Será que é tão difícil assim viver um dia de cada vez, cada um com suas demandas, problemas e alegrias, tentando dar o seu melhor, sem surtar e sem tentar acelerar o tempo ou fazê-lo passar mais devagar? O tempo, aliás, talvez seja o melhor exemplo de que não temos o controle sobre tudo. 

É preciso ter em mente que essa época traz consigo a carga emocional de um ano inteiro de trabalho, de relacionamentos e interações sociais, algumas bem ruins. Muitos de nós – a maioria, talvez – chega em dezembro exausto, precisando descansar o corpo (e a mente), e com a paciência no limite (se é que ainda resta um pouco de paciência). O fato de haver um “fim”, mesmo que simbólico, talvez seja benéfico nesse sentido, como se houvesse uma esperança de que, um dia, aquele ano vai acabar e que só o fato de haver essa “quebra” vale a pena seguir tentando. 
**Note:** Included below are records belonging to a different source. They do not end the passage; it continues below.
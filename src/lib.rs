//! Vesta - 消防安全遥测平台核心
//!
//! 高吞吐实时流水线，支持：
//! - 设备 TCP 长连接接入（令牌认证 + 心跳活性）
//! - 数据预过滤与分区有序摄入
//! - 流式规则评估（时间窗口 + 指纹去重）
//! - 多通道告警分发（部分失败容忍）
//! - 时间索引的告警历史与降级缓冲
//! - 原子化消防抑制原语

pub mod config;
pub mod db;
pub mod distribution;
pub mod errors;
pub mod models;
pub mod queue;
pub mod repositories;
pub mod security;
pub mod services;
pub mod transport;
pub mod utils;
pub mod websocket;

pub use errors::AppError;
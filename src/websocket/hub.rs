//! 主题分发中心
//!
//! 维护主题到订阅会话的映射。分发器与同步服务通过它把告警
//! 负载推送给订阅了对应主题的仪表盘会话。

use actix::prelude::*;
use crate::models::AlarmSeverity;
use std::collections::HashMap;
use std::sync::RwLock;
use uuid::Uuid;

/// 全量告警主题
pub const TOPIC_ALL: &str = "alarm/all";
/// 周期性快照主题（新加入的客户端用于引导）
pub const TOPIC_SNAPSHOT: &str = "alarm/snapshot";

/// 级别主题（`alarm/low` / `alarm/medium` / `alarm/high`）
pub fn severity_topic(severity: AlarmSeverity) -> String {
    format!("alarm/{}", severity.topic_suffix())
}

/// 主题是否是合法的订阅目标
pub fn is_valid_topic(topic: &str) -> bool {
    matches!(
        topic,
        TOPIC_ALL | TOPIC_SNAPSHOT | "alarm/low" | "alarm/medium" | "alarm/high"
    )
}

/// 推送给订阅会话的主题消息
#[derive(Message, Clone, Debug)]
#[rtype(result = "()")]
pub struct TopicEvent {
    pub topic: String,
    pub payload: String,
}

/// 主题分发中心
#[derive(Default)]
pub struct WsHub {
    topics: RwLock<HashMap<String, HashMap<Uuid, Recipient<TopicEvent>>>>,
}

impl WsHub {
    pub fn new() -> Self {
        Self::default()
    }

    /// 订阅主题
    pub fn subscribe(&self, topic: &str, session_id: Uuid, recipient: Recipient<TopicEvent>) {
        let mut topics = self.topics.write().expect("主题表锁中毒");
        topics
            .entry(topic.to_string())
            .or_default()
            .insert(session_id, recipient);
    }

    /// 取消订阅单个主题
    pub fn unsubscribe(&self, topic: &str, session_id: Uuid) {
        let mut topics = self.topics.write().expect("主题表锁中毒");
        if let Some(subscribers) = topics.get_mut(topic) {
            subscribers.remove(&session_id);
            if subscribers.is_empty() {
                topics.remove(topic);
            }
        }
    }

    /// 会话关闭时移除其全部订阅
    pub fn unsubscribe_all(&self, session_id: Uuid) {
        let mut topics = self.topics.write().expect("主题表锁中毒");
        topics.retain(|_, subscribers| {
            subscribers.remove(&session_id);
            !subscribers.is_empty()
        });
    }

    /// 向主题发布负载，返回接收方数量（do_send 非阻塞）
    pub fn publish(&self, topic: &str, payload: &str) -> usize {
        let topics = self.topics.read().expect("主题表锁中毒");
        let Some(subscribers) = topics.get(topic) else {
            return 0;
        };

        for recipient in subscribers.values() {
            recipient.do_send(TopicEvent {
                topic: topic.to_string(),
                payload: payload.to_string(),
            });
        }
        subscribers.len()
    }

    /// 主题当前的订阅数
    pub fn subscriber_count(&self, topic: &str) -> usize {
        self.topics
            .read()
            .expect("主题表锁中毒")
            .get(topic)
            .map(HashMap::len)
            .unwrap_or(0)
    }
}

#[cfg(test)]
mod tests {
    use super::*;
    use std::sync::{Arc, Mutex};

    struct Probe {
        received: Arc<Mutex<Vec<TopicEvent>>>,
    }

    impl Actor for Probe {
        type Context = Context<Self>;
    }

    impl Handler<TopicEvent> for Probe {
        type Result = ();

        fn handle(&mut self, msg: TopicEvent, _: &mut Self::Context) {
            self.received.lock().unwrap().push(msg);
        }
    }

    #[test]
    fn test_topic_names() {
        assert_eq!(severity_topic(AlarmSeverity::High), "alarm/high");
        assert!(is_valid_topic("alarm/all"));
        assert!(is_valid_topic("alarm/snapshot"));
        assert!(!is_valid_topic("alarm/critical"));
    }

    #[actix_web::test]
    async fn test_publish_reaches_subscribers() {
        let received = Arc::new(Mutex::new(Vec::new()));
        let probe = Probe {
            received: received.clone(),
        }
        .start();

        let hub = WsHub::new();
        let session_id = Uuid::new_v4();
        hub.subscribe(TOPIC_ALL, session_id, probe.recipient());
        assert_eq!(hub.subscriber_count(TOPIC_ALL), 1);

        let delivered = hub.publish(TOPIC_ALL, r#"{"id":"1"}"#);
        assert_eq!(delivered, 1);

        // 等待 actor 邮箱处理
        tokio::time::sleep(std::time::Duration::from_millis(20)).await;
        let events = received.lock().unwrap();
        assert_eq!(events.len(), 1);
        assert_eq!(events[0].topic, TOPIC_ALL);
    }

    #[actix_web::test]
    async fn test_unsubscribe_all_removes_session() {
        let received = Arc::new(Mutex::new(Vec::new()));
        let probe = Probe {
            received: received.clone(),
        }
        .start();

        let hub = WsHub::new();
        let session_id = Uuid::new_v4();
        hub.subscribe(TOPIC_ALL, session_id, probe.clone().recipient());
        hub.subscribe(TOPIC_SNAPSHOT, session_id, probe.recipient());

        hub.unsubscribe_all(session_id);
        assert_eq!(hub.subscriber_count(TOPIC_ALL), 0);
        assert_eq!(hub.publish(TOPIC_ALL, "{}"), 0);
    }
}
Essa reflexão me fez lembrar de um texto do Frei Jaime Bettega. Uma parte dele dizia o seguinte: “Vivemos imersos num mundo onde tudo deve ser rápido e instantâneo. Seguidamente a agitação nos invade e nos desgastamos tentando dar conta das exigências. Sem contar que a ansiedade tem muitos reféns. A pressa bate à porta de todos. Não escolhe idade. Simplesmente invade o espaço da existência. O que fazer quando os compromissos se avolumam e os desafios se multiplicam? O que fazer quando a única saída é ter que continuar? Pensando bem, a paciência é a melhor aliada das conquistas... Quanto maior a velocidade do mundo, maior deverá ser o exercício da paciência. Uma pessoa pacienciosa participa de muitas alegrias e não sofre de ‘agitação’ interior. Perder a paciência é o mesmo que optar em não viver a serenidade. Nunca se perde somente a paciência. Quem perde a paciência perde muitas outras coisas, principalmente a alegria.”

É justamente isso que deveríamos tentar: superar os desafios impostos pela correria de dezembro sem perder a alegria. Afinal, de que vale passar uma das épocas mais bonitas do ano surtando para desfrutar da alegria apenas na noite de Natal? Se o final do ano é justamente a época em que muitos se sentem contagiados a serem pessoas melhores, de que vale se estressar tanto? Estamos sendo melhores agindo assim?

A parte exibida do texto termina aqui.